//! Box extents, rays, planes and the intersection helpers shared by picking
//! and dragging. Everything here is a pure function of its inputs.

use glam::Vec3;

#[derive(Debug, Clone, Copy, PartialEq, thiserror::Error)]
pub enum GeometryError {
    #[error("{axis:?} extent must be positive and finite, got {value}")]
    InvalidExtent { axis: Axis, value: f32 },
}

pub type Result<T> = std::result::Result<T, GeometryError>;

/// Coordinate axis, used to tag gumball handles and to constrain drags.
#[derive(Debug, Clone, Copy, PartialEq, Eq, Hash, serde::Serialize, serde::Deserialize)]
pub enum Axis {
    X,
    Y,
    Z,
}

impl Axis {
    pub const ALL: [Axis; 3] = [Axis::X, Axis::Y, Axis::Z];

    pub fn unit(self) -> Vec3 {
        match self {
            Axis::X => Vec3::X,
            Axis::Y => Vec3::Y,
            Axis::Z => Vec3::Z,
        }
    }

    pub fn component(self, v: Vec3) -> f32 {
        match self {
            Axis::X => v.x,
            Axis::Y => v.y,
            Axis::Z => v.z,
        }
    }

    /// Returns `v` with only this axis replaced by `value`.
    pub fn with_component(self, v: Vec3, value: f32) -> Vec3 {
        match self {
            Axis::X => Vec3::new(value, v.y, v.z),
            Axis::Y => Vec3::new(v.x, value, v.z),
            Axis::Z => Vec3::new(v.x, v.y, value),
        }
    }
}

/// Width (X), height (Y) and depth (Z) of an axis-aligned box.
///
/// Immutable: changing a dimension means building a new value with
/// [`BoxExtent::resized`]. Anything drawn from the old value has to be
/// rebuilt by the caller.
#[derive(Debug, Clone, Copy, PartialEq, serde::Serialize, serde::Deserialize)]
pub struct BoxExtent {
    width: f32,
    height: f32,
    depth: f32,
}

impl BoxExtent {
    /// 2×2×2, the size new parcels start at.
    pub const DEFAULT_PARCEL: BoxExtent = BoxExtent {
        width: 2.0,
        height: 2.0,
        depth: 2.0,
    };

    pub fn new(width: f32, height: f32, depth: f32) -> Result<Self> {
        for (axis, value) in [(Axis::X, width), (Axis::Y, height), (Axis::Z, depth)] {
            if !(value.is_finite() && value > 0.0) {
                return Err(GeometryError::InvalidExtent { axis, value });
            }
        }
        Ok(Self {
            width,
            height,
            depth,
        })
    }

    pub fn width(&self) -> f32 {
        self.width
    }

    pub fn height(&self) -> f32 {
        self.height
    }

    pub fn depth(&self) -> f32 {
        self.depth
    }

    pub fn size(&self) -> Vec3 {
        Vec3::new(self.width, self.height, self.depth)
    }

    pub fn half_extents(&self) -> Vec3 {
        self.size() * 0.5
    }

    pub fn along(&self, axis: Axis) -> f32 {
        axis.component(self.size())
    }

    /// New extent with any provided dimension replaced.
    pub fn resized(
        &self,
        width: Option<f32>,
        height: Option<f32>,
        depth: Option<f32>,
    ) -> Result<Self> {
        Self::new(
            width.unwrap_or(self.width),
            height.unwrap_or(self.height),
            depth.unwrap_or(self.depth),
        )
    }
}

#[derive(Debug, Clone, Copy, PartialEq)]
pub struct Aabb {
    pub min: Vec3,
    pub max: Vec3,
}

impl Aabb {
    pub fn from_center_extent(center: Vec3, extent: &BoxExtent) -> Self {
        Self::from_center_half(center, extent.half_extents())
    }

    pub fn from_center_half(center: Vec3, half: Vec3) -> Self {
        Self {
            min: center - half,
            max: center + half,
        }
    }
}

#[derive(Debug, Clone, Copy, PartialEq)]
pub struct Ray {
    pub origin: Vec3,
    /// Unit length.
    pub direction: Vec3,
}

impl Ray {
    pub fn new(origin: Vec3, direction: Vec3) -> Option<Self> {
        let direction = direction.try_normalize()?;
        Some(Self { origin, direction })
    }

    pub fn at(&self, t: f32) -> Vec3 {
        self.origin + self.direction * t
    }

    /// Ray parameter of the entry point into `aabb`, slab method.
    ///
    /// Only boxes in front of the origin count; a ray starting inside a box
    /// does not hit it.
    pub fn intersect_aabb(&self, aabb: &Aabb) -> Option<f32> {
        let inv = self.direction.recip();
        let t0 = (aabb.min - self.origin) * inv;
        let t1 = (aabb.max - self.origin) * inv;
        let t_near = t0.min(t1).max_element();
        let t_far = t0.max(t1).min_element();
        if t_near.is_nan() || t_far.is_nan() || t_near > t_far || t_near < 0.0 {
            return None;
        }
        Some(t_near)
    }

    pub fn intersect_plane(&self, plane: &Plane) -> Option<Vec3> {
        let denom = plane.normal.dot(self.direction);
        if denom.abs() < 1e-6 {
            return None;
        }
        let t = (plane.point - self.origin).dot(plane.normal) / denom;
        if t < 0.0 {
            return None;
        }
        Some(self.at(t))
    }
}

#[derive(Debug, Clone, Copy, PartialEq)]
pub struct Plane {
    pub point: Vec3,
    /// Unit length.
    pub normal: Vec3,
}

impl Plane {
    pub fn from_normal_and_point(normal: Vec3, point: Vec3) -> Option<Self> {
        let normal = normal.try_normalize()?;
        Some(Self { point, normal })
    }

    /// Horizontal plane at the height of `point`.
    pub fn horizontal_through(point: Vec3) -> Self {
        Self {
            point,
            normal: Vec3::Y,
        }
    }
}

/// Rounds to one decimal place, the precision positions are reported at.
pub fn round_to_tenth(value: f32) -> f32 {
    (value * 10.0).round() / 10.0
}

pub fn round_vec_to_tenth(v: Vec3) -> Vec3 {
    Vec3::new(round_to_tenth(v.x), round_to_tenth(v.y), round_to_tenth(v.z))
}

·····

What to work on: Copy out each line of the records above that includes "BoxExtent".

Result for this task:
/// [`BoxExtent::resized`]. Anything drawn from the old value has to be
pub struct BoxExtent {
impl BoxExtent {
    pub const DEFAULT_PARCEL: BoxExtent = BoxExtent {
    pub fn from_center_extent(center: Vec3, extent: &BoxExtent) -> Self {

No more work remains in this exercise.